This is the code for our papers:
- Distance-IoU Loss: Faster and Better Learning for Bounding Box Regression
- Enhancing Geometric Factors into Model Learning and Inference for Object Detection and Instance Segmentation
@Inproceedings{zheng2020diou,
author = {Zheng, Zhaohui and Wang, Ping and Liu, Wei and Li, Jinze and Ye, Rongguang and Ren, Dongwei},
title = {Distance-IoU Loss: Faster and Better Learning for Bounding Box Regression},
booktitle = {The AAAI Conference on Artificial Intelligence (AAAI)},
year = {2020},
}
@Article{zheng2021ciou,
author = {Zheng, Zhaohui and Wang, Ping and Ren, Dongwei and Liu, Wei and Ye, Rongguang and Hu, Qinghua and Zuo, Wangmeng},
title = {Enhancing Geometric Factors in Model Learning and Inference for Object Detection and Instance Segmentation},
booktitle = {IEEE Transactions on Cybernetics},
year = {2021},
}
Distance-IoU Loss into other SOTA detection methods can be found here.

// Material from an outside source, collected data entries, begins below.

use std::{
    collections::BTreeSet,
    sync::{
        atomic::{AtomicBool, Ordering},
        Arc,
    },
    thread,
};

use proptest::prelude::*;
use rat_game_core::{CellCoord, EntityKind, SequentialIds, TileGrid, TileKind};
use rat_game_world::{ContextualMap, Entity, EntityHandle};

const ROWS: u32 = 4;
const COLUMNS: u32 = 4;
const ENTITY_COUNT: usize = 5;

#[derive(Clone, Debug)]
enum Operation {
    Place(usize),
    MoveTo(usize, u32, u32),
    Occupy(usize, u32, u32),
    Kill(usize),
    Collect,
}

fn operation() -> impl Strategy<Value = Operation> {
    let entity = 0..ENTITY_COUNT;
    // Coordinates may fall one step outside the grid to exercise bounds errors.
    let row = 0..=ROWS;
    let column = 0..=COLUMNS;
    prop_oneof![
        entity.clone().prop_map(Operation::Place),
        (entity.clone(), row.clone(), column.clone())
            .prop_map(|(index, row, column)| Operation::MoveTo(index, row, column)),
        (entity.clone(), row, column)
            .prop_map(|(index, row, column)| Operation::Occupy(index, row, column)),
        entity.prop_map(Operation::Kill),
        Just(Operation::Collect),
    ]
}

fn fixture() -> (ContextualMap, Vec<EntityHandle>) {
    let ids = SequentialIds::new();
    let map = ContextualMap::new(TileGrid::uniform(ROWS, COLUMNS, TileKind::Path));
    let entities = (0..ENTITY_COUNT)
        .map(|index| {
            let index = u32::try_from(index).expect("small index");
            let cell = CellCoord::new(index % ROWS, (index * 3) % COLUMNS);
            Entity::spawn(&ids, EntityKind::Rat, cell, 3)
        })
        .collect();
    (map, entities)
}

fn assert_bidirectional(map: &ContextualMap) {
    for entity in map.entities() {
        for node in map.occupied_nodes_of(&entity).expect("registered entity") {
            assert!(
                node.contains(entity.id()),
                "node {} lost entity {}",
                node.cell(),
                entity.id()
            );
        }
    }

    for node in map.nodes() {
        for occupant in node.occupants() {
            let occupied = map
                .occupied_nodes_of(&occupant)
                .expect("occupant must be registered");
            assert!(
                occupied.iter().any(|candidate| candidate.cell() == node.cell()),
                "entity {} missing node {} from its occupied list",
                occupant.id(),
                node.cell()
            );
        }
    }
}

proptest! {
    #![proptest_config(ProptestConfig::with_cases(256))]

    #[test]
    fn occupancy_stays_bidirectional(operations in prop::collection::vec(operation(), 1..64)) {
        let (map, entities) = fixture();

        for operation in operations {
            match operation {
                Operation::Place(index) => {
                    let _ = map.place(&entities[index]);
                }
                Operation::MoveTo(index, row, column) => {
                    let entity = &entities[index];
                    if let Ok(target) = map.node(CellCoord::new(row, column)) {
                        if map.move_to(entity, target).is_ok() {
                            let origin = map.origin_of(entity).expect("origin in bounds");
                            let occupied = map.occupied_nodes_of(entity).expect("present");
                            prop_assert!(occupied.iter().any(|node| node.cell() == origin.cell()));
                        }
                    }
                }
                Operation::Occupy(index, row, column) => {
                    if let Ok(node) = map.node(CellCoord::new(row, column)) {
                        let _ = map.occupy(&entities[index], node);
                    }
                }
                Operation::Kill(index) => entities[index].set_health(0),
                Operation::Collect => {
                    for reaped in map.collect_dead() {
                        prop_assert!(reaped.is_dead());
                        prop_assert!(!map.contains(reaped.id()));
                    }
                }
            }
            assert_bidirectional(&map);
        }
    }
}

#[test]
fn readers_never_observe_reaped_entities_after_collection() {
    let ids = SequentialIds::new();
    let map = Arc::new(ContextualMap::new(TileGrid::uniform(8, 8, TileKind::Path)));
    let mut doomed = Vec::new();
    for row in 0..8 {
        for column in 0..8 {
            let entity = Entity::spawn(&ids, EntityKind::Rat, CellCoord::new(row, column), 1);
            map.place(&entity).expect("placed");
            if (row + column) % 2 == 0 {
                doomed.push(entity);
            }
        }
    }
    for entity in &doomed {
        entity.set_health(0);
    }

    let collected = AtomicBool::new(false);
    thread::scope(|scope| {
        for _ in 0..4 {
            let map = Arc::clone(&map);
            let collected = &collected;
            let _reader = scope.spawn(move || {
                for _ in 0..200 {
                    let after_collection = collected.load(Ordering::Acquire);
                    for node in map.nodes() {
                        let occupants = node.occupants();
                        if after_collection {
                            assert!(occupants.iter().all(|entity| !entity.is_dead()));
                        }
                        let ids: BTreeSet<_> =
                            occupants.iter().map(|entity| entity.id()).collect();
                        assert_eq!(ids.len(), occupants.len());
                    }
                }
            });
        }
        let reaped = map.collect_dead();
        collected.store(true, Ordering::Release);
        assert_eq!(reaped.len(), doomed.len());
    });

    assert_eq!(map.len(), 32);
    assert!(map
        .nodes()
        .flat_map(|node| node.occupants())
        .all(|entity| !entity.is_dead()));
    assert_bidirectional(&map);
}

#[test]
fn concurrent_movers_keep_the_map_consistent() {
    let ids = SequentialIds::new();
    let map = Arc::new(ContextualMap::new(TileGrid::uniform(6, 6, TileKind::Path)));
    let movers: Vec<EntityHandle> = (0..6)
        .map(|row| Entity::spawn(&ids, EntityKind::Rat, CellCoord::new(row, 0), 1))
        .collect();
    for mover in &movers {
        map.place(mover).expect("placed");
    }

    thread::scope(|scope| {
        for mover in &movers {
            let map = Arc::clone(&map);
            let _worker = scope.spawn(move || {
                for step in 0..120u32 {
                    let target = CellCoord::new(mover.position().row(), step % 6);
                    let node = map.node(target).expect("in bounds");
                    map.move_to(mover, node).expect("registered");
                }
            });
        }
    });

    assert_bidirectional(&map);
    for mover in &movers {
        let occupied = map.occupied_nodes_of(mover).expect("present");
        assert_eq!(occupied.len(), 1);
        assert_eq!(occupied[0].cell(), mover.position());
    }
}

#[test]
fn snapshot_serializes_to_json() {
    let ids = SequentialIds::starting_at(41);
    let map = ContextualMap::new(TileGrid::uniform(3, 3, TileKind::Tunnel));
    let gas = Entity::spawn(&ids, EntityKind::Gas, CellCoord::new(1, 1), 2);
    map.restore(&gas, &[CellCoord::new(1, 2)]).expect("restored");

    let snapshot = map.snapshot();
    let json = serde_json::to_string(&snapshot).expect("serialize");
    let restored: rat_game_world::OccupancySnapshot =
        serde_json::from_str(&json).expect("deserialize");

    assert_eq!(restored, snapshot);
    assert_eq!(restored.highest_id().map(|id| id.get()), Some(41));
}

This repository is a fork of generalized-iou/Detectron.pytorch and roytseng-tw/Detectron.pytorch, with an implementation of IoU, GIoU, DIoU and CIoU losses while keeping the code as close to the original as possible. It is also possible to train the network with SmoothL1 loss as in the original code. See the options below.
The loss can be chosen with the MODEL.LOSS_TYPE
option in the configuration file. The valid options are currently: [iou|giou|diou|ciou|sl1]
. At this moment, we apply bounding box loss only on final bounding box refinement layer, just as in the paper.
MODEL:
LOSS_TYPE: 'diou'
Please take a look at compute_iou
function of lib/utils/net.py for our DIoU and CIoU loss implementation in PyTorch.
We also implement a normalizer of final bounding box refinement loss. This can be specified with the MODEL.LOSS_BBOX_WEIGHT
parameter in the configuration file. The default value is 1.0
. We use MODEL.LOSS_BBOX_WEIGHT
of 12.
for the four experiments.
MODEL:
LOSS_BBOX_WEIGHT: 12.
Of course, as we observed that for dense anchor algorithms, increasing the LOSS_BBOX_WEIGHT
appropriately can improve the performance, and the same argument is obtained in GHM (AAAI 2019)and Libra R-CNN (CVPR 2019). So, if you want to get a higher AP, just increasing it. But this may also cause unstable training, because this is equivalent to increase the learning rate.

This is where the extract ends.